Filter the material below so that only lines containing "shutdown" remain.

━━━━━ SUPPLIED DATA

use serde::{Deserialize, Serialize};

/// 应用配置结构体
#[derive(Debug, Clone, Serialize, Deserialize)]
pub struct AppConfig {
    pub app: AppSettings,
    pub server: ServerConfig,
    pub jwt: JwtConfig,
    pub argon2: Argon2Config,
    pub database: DatabaseConfig,
    pub cache: CacheConfig,
    pub cors: CorsConfig,
    pub rate_limit: RateLimitConfig,
    pub ai_chat: AiChatConfig,
}

/// 应用设置
#[derive(Debug, Clone, Serialize, Deserialize)]
pub struct AppSettings {
    pub system_name: String,
    pub environment: String,
    pub log_level: String,
}

/// 服务器配置
#[derive(Debug, Clone, Serialize, Deserialize)]
pub struct ServerConfig {
    pub host: String,
    pub port: u16,
    pub unix_socket_path: String,
    pub workers: usize,
    pub max_workers: usize,
    pub timeouts: TimeoutConfig,
    pub limits: LimitConfig,
}

/// 超时配置（毫秒 / 秒）
#[derive(Debug, Clone, Serialize, Deserialize)]
pub struct TimeoutConfig {
    pub client_request: u64,
    pub client_disconnect: u64,
    pub keep_alive: u64,
}

#[derive(Debug, Clone, Serialize, Deserialize)]
pub struct LimitConfig {
    pub max_payload_size: usize,
}

/// JWT 配置
#[derive(Debug, Clone, Serialize, Deserialize)]
pub struct JwtConfig {
    #[serde(skip_serializing, default)]
    pub secret: String,
    pub access_token_expiry: i64,              // 分钟
    pub refresh_token_expiry: i64,             // 天
    pub refresh_token_remember_me_expiry: i64, // 天
}

/// Argon2 哈希参数
#[derive(Debug, Clone, Serialize, Deserialize)]
pub struct Argon2Config {
    pub memory_cost: u32,
    pub time_cost: u32,
    pub parallelism: u32,
}

/// 数据库配置
#[derive(Debug, Clone, Serialize, Deserialize)]
pub struct DatabaseConfig {
    pub url: String,    // 数据库连接 URL（从 scheme 自动推断类型）
    pub pool_size: u32, // 连接池大小
    pub timeout: u64,   // 连接超时 (秒)
}

/// 缓存配置
#[derive(Debug, Clone, Serialize, Deserialize)]
pub struct CacheConfig {
    #[serde(rename = "type")]
    pub cache_type: String,
    pub default_ttl: u64,
    pub redis: RedisConfig,
    pub memory: MemoryConfig,
}

#[derive(Debug, Clone, Serialize, Deserialize)]
pub struct RedisConfig {
    pub url: String,
    pub key_prefix: String,
    pub pool_size: u64,
}

#[derive(Debug, Clone, Serialize, Deserialize)]
pub struct MemoryConfig {
    pub max_capacity: u64,
}

/// CORS 配置
#[derive(Debug, Clone, Serialize, Deserialize)]
pub struct CorsConfig {
    pub max_age: usize,
}

/// 限流配置
#[derive(Debug, Clone, Serialize, Deserialize)]
pub struct RateLimitConfig {
    pub enabled: bool,
}

/// AI 助手配置
#[derive(Debug, Clone, Serialize, Deserialize)]
pub struct AiChatConfig {
    pub assistant_name: String,
}
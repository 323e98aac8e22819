/// 转义 LIKE 模式中的通配符，防止用户输入被当作模式匹配
pub fn escape_like_pattern(input: &str) -> String {
    let mut escaped = String::with_capacity(input.len());
    for c in input.chars() {
        if matches!(c, '\\' | '%' | '_') {
            escaped.push('\\');
        }
        escaped.push(c);
    }
    escaped
}

#[cfg(test)]
mod tests {
    use super::*;

    #[test]
    fn test_escape_like_pattern() {
        assert_eq!(escape_like_pattern("math"), "math");
        assert_eq!(escape_like_pattern("100%"), "100\\%");
        assert_eq!(escape_like_pattern("a_b\\c"), "a\\_b\\\\c");
    }
}
use serde::Serialize;
use ts_rs::TS;

use crate::models::users::entities::User;

#[derive(Debug, Serialize, TS)]
#[ts(export, export_to = "auth.ts")]
pub struct LoginResponse {
    pub access_token: String,
    pub token_type: String,
    pub expires_at: chrono::DateTime<chrono::Utc>,
    pub user: User,
}

#[derive(Debug, Serialize, TS)]
#[ts(export, export_to = "auth.ts")]
pub struct RefreshTokenResponse {
    pub access_token: String,
    pub token_type: String,
    pub expires_at: chrono::DateTime<chrono::Utc>,
}
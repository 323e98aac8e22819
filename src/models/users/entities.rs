use serde::{Deserialize, Serialize};
use ts_rs::TS;

use crate::models::common::string_enum;

string_enum! {
    /// 用户角色
    #[ts(export, export_to = "user.ts")]
    pub enum UserRole {
        Student => "student",
        Teacher => "teacher",
        Admin => "admin",
    }
}

impl UserRole {
    pub fn admin_roles() -> &'static [UserRole] {
        &[UserRole::Admin]
    }

    pub fn teacher_roles() -> &'static [UserRole] {
        &[UserRole::Teacher, UserRole::Admin]
    }

    pub fn student_roles() -> &'static [UserRole] {
        &[UserRole::Student]
    }

    pub fn all_roles() -> &'static [UserRole] {
        UserRole::ALL
    }
}

string_enum! {
    /// 用户状态，只有 active 可以登录
    #[ts(export, export_to = "user.ts")]
    pub enum UserStatus {
        Active => "active",
        Inactive => "inactive",
        Suspended => "suspended",
    }
}

// 用户实体
#[derive(Debug, Clone, Serialize, Deserialize, TS)]
#[ts(export, export_to = "user.ts")]
pub struct User {
    pub id: i64,
    pub username: String,
    pub email: String,
    #[serde(skip_serializing, default)]
    #[ts(skip)]
    pub password_hash: String,
    pub role: UserRole,
    pub status: UserStatus,
    pub display_name: Option<String>,
    pub avatar_url: Option<String>,
    /// 仅学生使用
    pub grade_level: Option<String>,
    /// 仅教师使用
    pub department: Option<String>,
    pub last_login: Option<chrono::DateTime<chrono::Utc>>,
    pub created_at: chrono::DateTime<chrono::Utc>,
    pub updated_at: chrono::DateTime<chrono::Utc>,
}

impl User {
    pub fn is_active(&self) -> bool {
        self.status == UserStatus::Active
    }

    pub fn summary(&self) -> UserSummary {
        UserSummary {
            id: self.id,
            username: self.username.clone(),
            display_name: self.display_name.clone(),
            role: self.role,
        }
    }

    /// 展示用名称，没有昵称时回退到用户名
    pub fn name(&self) -> &str {
        self.display_name.as_deref().unwrap_or(&self.username)
    }
}

/// 嵌入到其它列表中的用户简要信息
#[derive(Debug, Clone, Serialize, Deserialize, TS)]
#[ts(export, export_to = "user.ts")]
pub struct UserSummary {
    pub id: i64,
    pub username: String,
    pub display_name: Option<String>,
    pub role: UserRole,
}

#[cfg(test)]
mod tests {
    use super::*;

    #[test]
    fn test_role_parsing() {
        assert_eq!("teacher".parse::<UserRole>().unwrap(), UserRole::Teacher);
        assert!("user".parse::<UserRole>().is_err());
        assert!(UserRole::teacher_roles().contains(&UserRole::Admin));
        assert!(!UserRole::teacher_roles().contains(&UserRole::Student));
    }

    #[test]
    fn test_password_hash_not_serialized() {
        let now = chrono::Utc::now();
        let user = User {
            id: 1,
            username: "alice".into(),
            email: "alice@school.edu".into(),
            password_hash: "secret".into(),
            role: UserRole::Student,
            status: UserStatus::Active,
            display_name: None,
            avatar_url: None,
            grade_level: Some("10".into()),
            department: None,
            last_login: None,
            created_at: now,
            updated_at: now,
        };
        let json = serde_json::to_value(&user).unwrap();
        assert!(json.get("password_hash").is_none());
        assert_eq!(json["role"], "student");
        assert_eq!(user.name(), "alice");
    }
}
pub mod create;
pub mod delete;
pub mod get;
pub mod list;
pub mod update;

use actix_web::{HttpRequest, HttpResponse, Result as ActixResult};

use super::declare_service;
use super::responses::finish;
use crate::models::classes::requests::{ClassListParams, CreateClassRequest, UpdateClassRequest};

declare_service!(ClassService);

impl ClassService {
    // 获取班级列表
    pub async fn list_classes(
        &self,
        request: &HttpRequest,
        query: ClassListParams,
    ) -> ActixResult<HttpResponse> {
        finish(list::list_classes(self, request, query).await)
    }

    pub async fn create_class(
        &self,
        request: &HttpRequest,
        class_data: CreateClassRequest,
    ) -> ActixResult<HttpResponse> {
        finish(create::create_class(self, request, class_data).await)
    }

    // 班级详情，路由上已校验成员身份
    pub async fn get_class(&self, request: &HttpRequest) -> ActixResult<HttpResponse> {
        finish(get::get_class(self, request).await)
    }

    // 根据班级码获取公开信息
    pub async fn get_class_by_code(
        &self,
        request: &HttpRequest,
        code: String,
    ) -> ActixResult<HttpResponse> {
        finish(get::get_class_by_code(self, request, code).await)
    }

    pub async fn update_class(
        &self,
        request: &HttpRequest,
        update_data: UpdateClassRequest,
    ) -> ActixResult<HttpResponse> {
        finish(update::update_class(self, request, update_data).await)
    }

    pub async fn delete_class(&self, request: &HttpRequest) -> ActixResult<HttpResponse> {
        finish(delete::delete_class(self, request).await)
    }
}

/// 班级容量必须为正数
pub(crate) fn validate_capacity(capacity: Option<i32>) -> Result<(), &'static str> {
    match capacity {
        Some(c) if !(1..=1000).contains(&c) => Err("Capacity must be between 1 and 1000"),
        _ => Ok(()),
    }
}

#[cfg(test)]
mod tests {
    use super::*;

    #[test]
    fn test_validate_capacity() {
        assert!(validate_capacity(None).is_ok());
        assert!(validate_capacity(Some(30)).is_ok());
        assert!(validate_capacity(Some(0)).is_err());
        assert!(validate_capacity(Some(-3)).is_err());
    }
}
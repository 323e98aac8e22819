use actix_web::HttpRequest;
use tracing::info;

use super::ClassService;
use crate::models::ErrorCode;
use crate::models::audit::actions;
use crate::services::access::{current_user, route_class_context};
use crate::services::audit::{AuditEntry, record};
use crate::services::responses::{ServiceResult, internal, not_found, ok_message};

pub async fn delete_class(service: &ClassService, request: &HttpRequest) -> ServiceResult {
    let user = current_user(request)?;
    let ctx = route_class_context(request)?;
    let storage = service.get_storage(request)?;

    // 选课、作业、考试等数据随班级级联删除
    let deleted = storage
        .delete_class(ctx.class.id)
        .await
        .map_err(internal("Failed to delete class"))?;
    if !deleted {
        return Err(not_found(ErrorCode::ClassNotFound, "Class not found"));
    }

    record(
        &storage,
        request,
        user.id,
        AuditEntry {
            action: actions::CLASS_DELETE,
            entity_type: "class",
            entity_id: ctx.class.id,
            details: Some(ctx.class.name.clone()),
        },
    )
    .await;

    info!("Class {} deleted by {}", ctx.class.id, user.username);
    ok_message("Class deleted successfully")
}
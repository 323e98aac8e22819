//! SeaORM 存储实现
//!
//! 统一的数据库存储层，支持 SQLite、PostgreSQL 和 MySQL。

mod announcements;
mod assignments;
mod attendance;
mod audit;
mod chat;
mod classes;
mod enrollments;
mod events;
mod exams;
mod materials;
mod notifications;
mod submissions;
mod users;

use crate::config::AppConfig;
use crate::errors::{EduConnectError, Result};
use crate::models::{PaginatedResponse, PaginationQuery};
use migration::{Migrator, MigratorTrait};
use sea_orm::{
    ConnectOptions, Database, DatabaseConnection, DbErr, EntityTrait, PaginatorTrait, Select,
};
use std::time::Duration;
use tracing::info;

/// 包装数据库错误，唯一约束冲突保留为 Conflict
pub(crate) fn db_err(context: &'static str) -> impl Fn(DbErr) -> EduConnectError {
    move |e| match EduConnectError::from(e) {
        EduConnectError::Conflict(msg) => EduConnectError::conflict(format!("{context}: {msg}")),
        other => EduConnectError::database_operation(format!("{context}: {}", other.message())),
    }
}

/// SeaORM 存储实现
#[derive(Clone)]
pub struct SeaOrmStorage {
    pub(crate) db: DatabaseConnection,
}
use actix_cors::Cors;
use actix_web::middleware::{Compress, DefaultHeaders};
use actix_web::{App, HttpServer, web};
use dotenv::dotenv;
use human_panic::setup_panic;
use tracing::{debug, warn};

use educonnect::config::AppConfig;
use educonnect::models::AppStartTime;
use educonnect::routes;
use educonnect::runtime::lifetime;
use educonnect::utils::{json_error_handler, query_error_handler};

#[actix_web::main]
async fn main() -> std::io::Result<()> {
    dotenv().ok();

    let app_start_time = AppStartTime::now();

    setup_panic!();
    AppConfig::init().map_err(|e| {
        std::io::Error::other(format!("Failed to initialize configuration: {e}"))
    })?;
    let config = AppConfig::get();

    // 日志：开发环境带文件行号，其余输出 JSON
    let (non_blocking_writer, _guard) = tracing_appender::non_blocking(std::io::stdout());
    let filter = tracing_subscriber::EnvFilter::new(&config.app.log_level);
    let tracing_format = tracing_subscriber::fmt::format()
        .with_level(true)
        .with_ansi(true);

    let tracing_builder = tracing_subscriber::fmt()
        .with_env_filter(filter)
        .with_writer(non_blocking_writer)
        .event_format(tracing_format);

    if config.is_development() {
        tracing_builder
            .with_file(true)
            .with_line_number(true)
            .init();
    } else {
        tracing_builder.json().init();
    }

    warn!(
        "Starting pre-startup processing...
        Project: {}
        Version: {}
        Environment: {}",
        env!("CARGO_PKG_NAME"),
        env!("CARGO_PKG_VERSION"),
        config.app.environment
    );

    let startup = lifetime::startup::prepare_server_startup()
        .await
        .map_err(|e| std::io::Error::other(e.to_string()))?;

    let storage = startup.storage.clone();
    let cache = startup.cache.clone();

    debug!(
        "Pre-startup processing completed in {} ms",
        chrono::Utc::now()
            .signed_duration_since(app_start_time.start_datetime)
            .num_milliseconds()
    );

    warn!("Using {} CPU cores for the server", config.server.workers);

    let server = HttpServer::new(move || {
        App::new()
            .wrap(
                Cors::default()
                    .allow_any_origin()
                    .allow_any_method()
                    .allow_any_header()
                    .max_age(config.cors.max_age),
            )
            .wrap(Compress::default())
            .wrap(
                DefaultHeaders::new()
                    .add(("Connection", "keep-alive"))
                    .add((
                        "Keep-Alive",
                        format!("timeout={}, max=1000", config.server.timeouts.keep_alive),
                    ))
                    .add(("Cache-Control", "no-cache, no-store, must-revalidate")),
            )
            .app_data(web::QueryConfig::default().error_handler(query_error_handler))
            .app_data(web::JsonConfig::default().error_handler(json_error_handler))
            .app_data(web::Data::new(storage.clone()))
            .app_data(web::Data::new(cache.clone()))
            .app_data(web::Data::new(app_start_time))
            .app_data(web::PayloadConfig::new(
                config.server.limits.max_payload_size,
            ))
            .configure(routes::configure)
    })
    .keep_alive(std::time::Duration::from_secs(
        config.server.timeouts.keep_alive,
    ))
    .client_request_timeout(std::time::Duration::from_millis(
        config.server.timeouts.client_request,
    ))
    .client_disconnect_timeout(std::time::Duration::from_millis(
        config.server.timeouts.client_disconnect,
    ))
    .workers(config.server.workers);

    #[cfg(unix)]
    let server = if let Some(socket_path) = config.unix_socket_path() {
        warn!("Starting server on Unix socket: {}", socket_path);
        if std::path::Path::new(socket_path).exists() {
            std::fs::remove_file(socket_path)?;
        }
        server.bind_uds(socket_path)?
    } else {
        let bind_address = config.server_bind_address();
        warn!("Starting server at http://{}", bind_address);
        server.bind(bind_address)?
    };

    #[cfg(not(unix))]
    let server = {
        let bind_address = config.server_bind_address();
        warn!("Starting server at http://{}", bind_address);
        server.bind(bind_address)?
    };

    tokio::select! {
        res = server.run() => {
            res?;
        }
        _ = lifetime::shutdown::listen_for_shutdown() => {
            warn!("Graceful shutdown: all tasks completed");
        }
    }

    Ok(())
}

━━━━━━━━━━

* EXERCISE RESULT
        _ = lifetime::shutdown::listen_for_shutdown() => {
            warn!("Graceful shutdown: all tasks completed");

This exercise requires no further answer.